Resulta una tarea compleja definir en su totalidad a Donald Trump. Podría llamársele narcisista, vulgar, insensato, misógino, racista, irresponsable, oportunista, corrupto, mezquino y una decena más de adjetivos que se quedarían cortos frente al individuo dispuesto a hacer arder a Estados Unidos y al resto del planeta.
Parece que el actual presidente de Estados Unidos se mueve cuasi exclusivamente dirigido por una brújula marcada por un narcisismo exacerbado. Todo gira -a su juicio - en torno a él mismo. Cada decisión, dicho, estrategia, decreto o política surgida de la Oficina Oval no responde más que a una lógica personal: el engrandecimiento y glorificación del césar Donald Trump como el hombre más extraordinario que jamás ha pisado la Tierra.
Según ha trascendido, y así ha sido puesto en evidencia por algunos políticos opositores y medios de comunicación, que los vaivenes interminables de los aranceles han derivado de un intento de manipulación de las bolsas de valores, con el propósito de beneficiar a los principales empresarios estadounidenses, y desde luego, a las mismas empresas dirigidas hoy por los vástagos del mandatario.
En otras palabras, la Casa Blanca se habría convertido en un vulgar centro neurálgico de operaciones de corrupción encabezadas por el mismo presidente.

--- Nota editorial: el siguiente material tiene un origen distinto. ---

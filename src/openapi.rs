use crate::media::ResolvedMedia;
use utoipa::OpenApi;

#[derive(OpenApi)]
#[openapi(
    paths(
        crate::routes::login,
        crate::routes::logout,
        crate::routes::list_leads,
        crate::routes::get_page,
        crate::routes::update_page,
        crate::routes::upload_file,
    ),
    components(schemas(ResolvedMedia)),
    tags(
        (name = "auth", description = "Session cookie management"),
        (name = "admin", description = "Authenticated proxy to the content backend"),
    )
)]
pub struct ApiDoc;
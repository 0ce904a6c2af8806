use actix_web::http::{header, StatusCode};
use actix_web::HttpResponse;

use crate::error::ApiError;
use crate::session::{issue_cookies, TokenPair};

/// Forward an upstream response to the original caller unchanged: status
/// copied, Content-Type copied (defaulting to JSON), body relayed as raw
/// bytes without re-parsing so non-JSON error bodies survive byte-for-byte.
pub async fn relay(upstream: reqwest::Response) -> Result<HttpResponse, ApiError> {
    relay_with_cookies(upstream, None).await
}

/// Same as [`relay`], additionally re-issuing the session cookies when the
/// call rotated the token pair.
pub async fn relay_with_cookies(
    upstream: reqwest::Response,
    rotated: Option<TokenPair>,
) -> Result<HttpResponse, ApiError> {
    let status =
        StatusCode::from_u16(upstream.status().as_u16()).map_err(|_| ApiError::Internal)?;
    let content_type = upstream
        .headers()
        .get("content-type")
        .and_then(|v| v.to_str().ok())
        .unwrap_or("application/json")
        .to_owned();

    let mut builder = HttpResponse::build(status);
    builder.insert_header((header::CONTENT_TYPE, content_type));
    if let Some(pair) = rotated {
        for cookie in issue_cookies(&pair) {
            builder.cookie(cookie);
        }
    }

    // No-content statuses are defined to carry no body; drop any spurious
    // one instead of forwarding it.
    if matches!(status, StatusCode::NO_CONTENT | StatusCode::RESET_CONTENT) {
        return Ok(builder.finish());
    }

    let body = upstream.bytes().await?;
    Ok(builder.body(body))
}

No le importan a Trump las relaciones internacionales ni la solución del conflicto en Ucrania. Y menos aun el destino de los ucranianos o de los desafortunados habitantes de la Franja de Gaza.
Lo que sí que le concierne a Trump es ser distinguido con el Premio Nobel de la Paz; pues el presidente no tolera en su interior que Barack Obama (sí, ese despreciable presidente negro que nació en Kenia y que nunca debería haber sido electo) haya recibido el galardón.
Resulta aun menos importante para Trump el bienestar de los estadounidenses ni que estén obligados a absorber el impacto del aumento de los costos de los productos chinos. Lo que sí que le importa es que su rubia figura sea enaltecida en el mundo como símbolo de la derrota de China frente a él mismo, en una suerte enfermiza y retorcida de un Reagan frente a la Unión Soviética.
Los estadounidenses sabían bien quién era Trump el pasado 5 de noviembre. El recuerdo de su primer mandato, su larga trayectoria como empresario sin escrúpulos, los sucesos del 6 de enero de 2020 en Washington, sus múltiples condenaciones en las cortes, sus tentativas de descarrilamiento de los comicios electorales y los centenares de declaraciones y textos elaborados por personas que le han conocido de cerca daban cuenta sobre cuán incapacitado y peligroso resultaría otorgarle un nuevo periodo al frente del gobierno. Lo sabían, y para vergüenza de la historia de Estados Unidos, le votaron una vez más.
Frente al caos político, económico, social y ético provocado por este huracán, la sensatez deberá regresar al pueblo estadounidense, y si es posible, arrebatarle a los republicanos las mayorías en el Congreso en las elecciones intermedias. De esta manera los Estados Unidos se dirigirían a recuperar la dignidad perdida frente a su propia historia.